Here is a link to my other article and below a poem....

http://backstreetmary.blogspot.com/2013/08/memories-elderberry-timefriends-in.html


Elderberry Time

As August’s sun heats the hills,
And balmy breezes fill the air,

We set about in bright green color, 

Searching for the fruit of summer there.

Up steep hills, across the pasture, 
Down against the forest’s wall, 
We seek a tiny little prize: 
The smallest berry of them all.

Then about a tattered building,
In a patch thick and tall,

We spot the booty we were seeking 

And try quite quick to pick them all.

The gleaming dark purple color 
Gives a clue to what they’ll be: 
For in a pie or in a bottle, 
The fruit is the “Elderberry”. 


Sunday, August 10, 2014

The "Super Moon", Sacagawea, Lewis & Clark and Me!

Last night as the moon peeked from behind the clouds and trees… my whole house was bathed in silver, almost like a spotlight was on it.  I managed to make it out to the porch in the dark and sat gazing at the moon through the summer foliage on the trees.  What a sight…a surreal image that could have been from any of the two hundred years history of the house.

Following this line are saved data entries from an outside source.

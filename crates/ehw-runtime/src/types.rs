use std::fmt;

use chrono::NaiveDate;
use ehw_diff::{DiffOptions, ReportOptions};
use ehw_model::NormalizeError;
use ehw_notify::Notifier;
use ehw_source::{HoldingsSource, SourceError};
use ehw_store::{SnapshotStore, StoreError};

/// Collaborators for one run. Borrowed; the caller owns construction.
pub struct RunContext<'a> {
    pub source: &'a dyn HoldingsSource,
    pub notifier: &'a dyn Notifier,
    pub store: &'a SnapshotStore,
}

#[derive(Debug, Clone, PartialEq, Eq)]
pub struct RunOptions {
    /// Fund label used in notices.
    pub fund_code: String,
    pub report: ReportOptions,
    pub diff: DiffOptions,
    /// Date printed in the report title.
    pub date: NaiveDate,
}

/// How the previous snapshot was obtained.
#[derive(Debug, Clone, PartialEq, Eq)]
pub enum Baseline {
    /// A compatible snapshot was on disk.
    Loaded { holdings: usize },
    /// No prior file; first run.
    Initialized,
    /// Prior file predates share tracking; replaced by an empty baseline.
    Reset { missing_columns: Vec<String> },
}

#[derive(Debug, Clone, PartialEq, Eq)]
pub struct RunSummary {
    pub baseline: Baseline,
    pub current_holdings: usize,
    pub added: usize,
    pub removed: usize,
    pub adjusted: usize,
    /// The change report went out (not attempted when nothing changed).
    pub report_delivered: bool,
    /// Notices (init/reset) and report deliveries that failed.
    pub delivery_failures: usize,
    pub skipped_entries: usize,
    pub duplicate_codes: usize,
}

impl RunSummary {
    pub fn has_change(&self) -> bool {
        self.added + self.removed + self.adjusted > 0
    }
}

// ---------------------------------------------------------------------------
// Error type
// ---------------------------------------------------------------------------

#[derive(Debug, Clone, PartialEq)]
pub enum RunError {
    /// Page could not be fetched or its asset list extracted.
    Source(SourceError),
    /// Asset list produced no usable snapshot.
    Normalize(NormalizeError),
    /// Baseline unreadable (other than legacy format) or save failed.
    Store(StoreError),
}

impl RunError {
    /// `true` when the run stopped before producing a current snapshot.
    pub fn is_acquisition_failure(&self) -> bool {
        matches!(self, RunError::Source(_) | RunError::Normalize(_))
    }
}

impl fmt::Display for RunError {
    fn fmt(&self, f: &mut fmt::Formatter<'_>) -> fmt::Result {
        match self {
            RunError::Source(e) => write!(f, "{e}"),
            RunError::Normalize(e) => write!(f, "{e}"),
            RunError::Store(e) => write!(f, "snapshot store: {e}"),
        }
    }
}

impl std::error::Error for RunError {}

impl From<SourceError> for RunError {
    fn from(e: SourceError) -> Self {
        RunError::Source(e)
    }
}

impl From<NormalizeError> for RunError {
    fn from(e: NormalizeError) -> Self {
        RunError::Normalize(e)
    }
}

impl From<StoreError> for RunError {
    fn from(e: StoreError) -> Self {
        RunError::Store(e)
    }
}
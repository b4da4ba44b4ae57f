use anyhow::Result;
use clap::{Parser, Subcommand};

mod commands;

#[derive(Parser)]
#[command(name = "ehw")]
#[command(about = "ETF holdings watcher", long_about = None)]
struct Cli {
    #[command(subcommand)]
    cmd: Commands,
}

#[derive(Subcommand)]
enum Commands {
    /// Fetch today's holdings, report changes, persist the snapshot
    Run {
        /// Layered config paths in merge order (base -> local overrides)
        #[arg(long = "config", required = true)]
        config_paths: Vec<String>,

        /// Print messages to stdout instead of Telegram. No secrets required.
        #[arg(long, default_value_t = false)]
        dry_run: bool,

        /// Fail on config keys the watcher does not read (default: warn)
        #[arg(long, default_value_t = false)]
        strict_config: bool,
    },

    /// Diff two persisted snapshot CSVs and print the report
    Diff {
        #[arg(long)]
        previous: String,

        #[arg(long)]
        current: String,

        /// Report date (YYYY-MM-DD). Defaults to today in Asia/Taipei.
        #[arg(long)]
        date: Option<String>,

        /// Drop adjustments whose |share delta| is below this
        #[arg(long, default_value_t = 0)]
        min_abs_share_delta: i64,

        /// Report title
        #[arg(long)]
        title: Option<String>,
    },

    /// Send a test message through the configured Telegram chat
    NotifyTest {
        #[arg(long = "config", required = true)]
        config_paths: Vec<String>,
    },

    /// Compute layered config hash + print canonical JSON
    ConfigHash {
        /// Paths in merge order
        #[arg(required = true)]
        paths: Vec<String>,
    },
}

#[tokio::main]
async fn main() -> Result<()> {
    // Local secrets for development; absent in CI/cron where env is injected.
    let _ = dotenvy::from_filename(".env.local");

    init_tracing();

    let cli = Cli::parse();

    match cli.cmd {
        Commands::Run {
            config_paths,
            dry_run,
            strict_config,
        } => commands::run::run(&config_paths, dry_run, strict_config).await?,

        Commands::Diff {
            previous,
            current,
            date,
            min_abs_share_delta,
            title,
        } => commands::diff::diff(commands::diff::DiffArgs {
            previous,
            current,
            date,
            min_abs_share_delta,
            title,
        })?,

        Commands::NotifyTest { config_paths } => {
            commands::run::notify_test(&config_paths).await?
        }

        Commands::ConfigHash { paths } => {
            let path_refs: Vec<&str> = paths.iter().map(|s| s.as_str()).collect();
            let loaded = ehw_config::load_layered_yaml(&path_refs)?;
            println!("config_hash={}", loaded.config_hash);
            println!("{}", loaded.canonical_json);
        }
    }

    Ok(())
}

/// Logs go to stderr; stdout carries reports and command output.
fn init_tracing() {
    tracing_subscriber::fmt()
        .with_writer(std::io::stderr)
        .with_env_filter(
            tracing_subscriber::EnvFilter::try_from_default_env().unwrap_or_else(|_| "info".into()),
        )
        .init();
}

The scene made me think about the book I had just finished on the Lewis & Clark Expedition, the book is “Undaunted Courage” by Stephen E. Ambrose.  The book takes you on the trip across the then Louisiana Purchase and is a multi-year odyssey that looks for a water route to the Pacific Ocean.  We wander over the Great Divide, up raging rivers, and across untouched plains.

For any person who has been west to Yellowstone and Glacier National Parks it is way to relive seeing the Great Continental Divide and the high peaks, the Bitterroot Valley and the hot springs… but it makes you sad in a way that you are not there now enjoying the wilderness without electronics, TV, and the news.

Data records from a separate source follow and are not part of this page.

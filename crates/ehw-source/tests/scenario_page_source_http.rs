//! PageSource against a local mock server: status handling, UA header, extraction.

use std::time::Duration;

use ehw_source::{HoldingsSource, PageSource, PageSourceConfig, SourceError};
use httpmock::prelude::*;

const UA: &str = "Mozilla/5.0 (test)";

fn page_with(content_attr: &str) -> String {
    format!(
        r#"<html><body><div class="x"><div id="DataAsset" data-content="{content_attr}"></div></div></body></html>"#
    )
}

fn source_for(server: &MockServer, timeout: Duration) -> PageSource {
    PageSource::new(PageSourceConfig {
        url: server.url("/ETF/Fund/Info"),
        element_id: "DataAsset".to_string(),
        attribute: "data-content".to_string(),
        user_agent: UA.to_string(),
        timeout,
    })
    .unwrap()
}

#[tokio::test]
async fn fetches_and_extracts_asset_list() {
    let server = MockServer::start_async().await;
    let body = page_with(
        "[{&quot;AssetCode&quot;:&quot;NAV&quot;,&quot;Value&quot;:2000},\
         {&quot;AssetCode&quot;:&quot;CASH&quot;,&quot;Value&quot;:100},\
         {&quot;AssetCode&quot;:&quot;ST&quot;,&quot;Details&quot;:[\
         {&quot;DetailCode&quot;:&quot;2330&quot;,&quot;DetailName&quot;:&quot;TSMC&quot;,&quot;NavRate&quot;:9.5,&quot;Share&quot;:1000}]}]",
    );
    let mock = server
        .mock_async(|when, then| {
            when.method(GET)
                .path("/ETF/Fund/Info")
                .header("user-agent", UA);
            then.status(200)
                .header("content-type", "text/html; charset=utf-8")
                .body(body);
        })
        .await;

    let source = source_for(&server, Duration::from_secs(5));
    let assets = source.fetch_assets().await.unwrap();
    mock.assert_async().await;

    assert_eq!(assets.len(), 3);
    let snapshot = ehw_model::normalize(&assets).unwrap();
    assert_eq!(snapshot.get("2330").unwrap().shares, 1000);
    assert!((snapshot.cash_position - 5.0).abs() < 1e-9);
}

#[tokio::test]
async fn non_success_status_is_fetch_failure() {
    let server = MockServer::start_async().await;
    server
        .mock_async(|when, then| {
            when.method(GET).path("/ETF/Fund/Info");
            then.status(503).body("maintenance");
        })
        .await;

    let err = source_for(&server, Duration::from_secs(5))
        .fetch_assets()
        .await
        .unwrap_err();
    assert_eq!(err, SourceError::HttpStatus { status: 503 });
    assert!(err.is_fetch_failure());
}

#[tokio::test]
async fn page_without_element_is_parse_failure() {
    let server = MockServer::start_async().await;
    server
        .mock_async(|when, then| {
            when.method(GET).path("/ETF/Fund/Info");
            then.status(200).body("<html><body>redesigned</body></html>");
        })
        .await;

    let err = source_for(&server, Duration::from_secs(5))
        .fetch_assets()
        .await
        .unwrap_err();
    assert!(matches!(err, SourceError::MissingElement { .. }));
    assert!(!err.is_fetch_failure());
}

#[tokio::test]
async fn slow_server_times_out_as_transport_error() {
    let server = MockServer::start_async().await;
    server
        .mock_async(|when, then| {
            when.method(GET).path("/ETF/Fund/Info");
            then.status(200)
                .delay(Duration::from_millis(1500))
                .body(page_with("[]"));
        })
        .await;

    let err = source_for(&server, Duration::from_millis(200))
        .fetch_assets()
        .await
        .unwrap_err();
    assert!(matches!(err, SourceError::Transport(_)), "got: {err:?}");
}

#[tokio::test]
async fn unreachable_host_is_transport_error() {
    let source = PageSource::new(PageSourceConfig {
        url: "http://127.0.0.1:9/unreachable".to_string(),
        element_id: "DataAsset".to_string(),
        attribute: "data-content".to_string(),
        user_agent: UA.to_string(),
        timeout: Duration::from_secs(2),
    })
    .unwrap();
    let err = source.fetch_assets().await.unwrap_err();
    assert!(err.is_fetch_failure());
}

It also points out what the west has lost with its vast herds of wildlife and its fast flowing rivers that have now been tamed in spots.  We can see the meadows filled with thousands of elk and bison, they… the beaver and his furry friends… were much the objects the hunt… not for food but for their hides…and of course for the money it brought.  Yes money it brought! Seems we have been a wasteful nation that has used its resources poorly for many years.

And there is Sacagawea, having just had a baby...tying it on her back in a baby-board and carrying it in wild canoe rides, on horseback across the mountains, through the prairies… to find her homeland of the Shoshone. Then acting as a translator (why they hired her husband) and female slave (in part) since it was she that would look for roots, put up and take down a teepee made of skin and…  she who goes unmentioned in her accomplishment on this trip until the end when Lewis wrote a letter to Charbonneau, Sacagawea’s husband saying, “Your woman who accompanied you that long dangerous and fatiguing route to the Pacific Ocean and back, deserved a greater reward for her attention and services on that route than we had in our power to give her!”  I guess nothing has changed for women huh!

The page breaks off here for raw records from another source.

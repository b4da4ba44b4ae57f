//! Offline diff of two persisted snapshots.

use anyhow::{bail, Context, Result};
use chrono_tz::Tz;
use ehw_config::watch::DEFAULT_TIMEZONE;
use ehw_diff::{diff_with, render_with, DiffOptions, ReportOptions, DEFAULT_REPORT_TITLE};
use ehw_model::Snapshot;
use ehw_store::{LoadOutcome, SnapshotStore};

use super::{parse_date, today_in};

pub struct DiffArgs {
    pub previous: String,
    pub current: String,
    pub date: Option<String>,
    pub min_abs_share_delta: i64,
    pub title: Option<String>,
}

pub fn diff(args: DiffArgs) -> Result<()> {
    if args.min_abs_share_delta < 0 {
        bail!("--min-abs-share-delta must be >= 0");
    }
    let previous = load_snapshot(&args.previous)?;
    let current = load_snapshot(&args.current)?;

    let date = match args.date.as_deref() {
        Some(d) => parse_date(d)?,
        None => {
            let tz: Tz = DEFAULT_TIMEZONE
                .parse()
                .map_err(|e| anyhow::anyhow!("default timezone: {e}"))?;
            today_in(tz)
        }
    };

    let changes = diff_with(
        &previous,
        &current,
        &DiffOptions {
            min_abs_share_delta: args.min_abs_share_delta,
        },
    );
    if !changes.has_change() {
        println!("no changes");
        return Ok(());
    }

    let opts = ReportOptions {
        title: args
            .title
            .unwrap_or_else(|| DEFAULT_REPORT_TITLE.to_string()),
    };
    println!(
        "{}",
        render_with(&changes, &opts, date, current.cash_position)
    );
    Ok(())
}

fn load_snapshot(path: &str) -> Result<Snapshot> {
    match SnapshotStore::new(path)
        .load()
        .with_context(|| format!("load snapshot: {path}"))?
    {
        LoadOutcome::Loaded(s) => Ok(s),
        LoadOutcome::Missing => bail!("snapshot not found: {path}"),
    }
}
use crate::{Notifier, NotifyError};

/// Prints each message to stdout. Used for dry runs.
#[derive(Debug, Clone, Copy, Default)]
pub struct StdoutNotifier;

#[async_trait::async_trait]
impl Notifier for StdoutNotifier {
    fn name(&self) -> &str {
        "stdout"
    }

    async fn deliver(&self, text: &str) -> Result<(), NotifyError> {
        println!("{text}");
        println!("---");
        Ok(())
    }
}
//! ehw-notify
//!
//! Outbound message delivery. The runtime only sees [`Notifier`]; it never
//! retries and never lets a delivery failure abort a run.

use std::fmt;

mod stdout;
mod telegram;

pub use stdout::StdoutNotifier;
pub use telegram::{TelegramNotifier, TelegramNotifierConfig, DEFAULT_TELEGRAM_TIMEOUT};

// ---------------------------------------------------------------------------
// Error type
// ---------------------------------------------------------------------------

#[derive(Debug, Clone, PartialEq, Eq)]
pub enum NotifyError {
    /// Request never completed (connect failure, timeout).
    Transport(String),
    /// The messaging API rejected the request.
    Api { status: u16, description: String },
    /// Notifier could not be constructed from its settings.
    Config(String),
}

impl fmt::Display for NotifyError {
    fn fmt(&self, f: &mut fmt::Formatter<'_>) -> fmt::Result {
        match self {
            NotifyError::Transport(msg) => write!(f, "delivery transport error: {msg}"),
            NotifyError::Api {
                status,
                description,
            } => write!(f, "delivery rejected status={status}: {description}"),
            NotifyError::Config(msg) => write!(f, "notifier config error: {msg}"),
        }
    }
}

impl std::error::Error for NotifyError {}

// ---------------------------------------------------------------------------
// Notifier trait
// ---------------------------------------------------------------------------

#[async_trait::async_trait]
pub trait Notifier: Send + Sync {
    fn name(&self) -> &str;

    async fn deliver(&self, text: &str) -> Result<(), NotifyError>;
}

Still in looking at that super moon last night, as I felt my wanderlust rising with the moon… I wished that I could have been there.  I wish I could go back to the dark of a time before lights and wandered it but for a day… in the scenes of yesteryear… before man tamed the land and pushed the poor Native Americans off and claimed it for his wealth.


**Today I understand... in places you can see and hear the gas and oil derricks & compressors, as well as view some oil spills on the way!  After money again!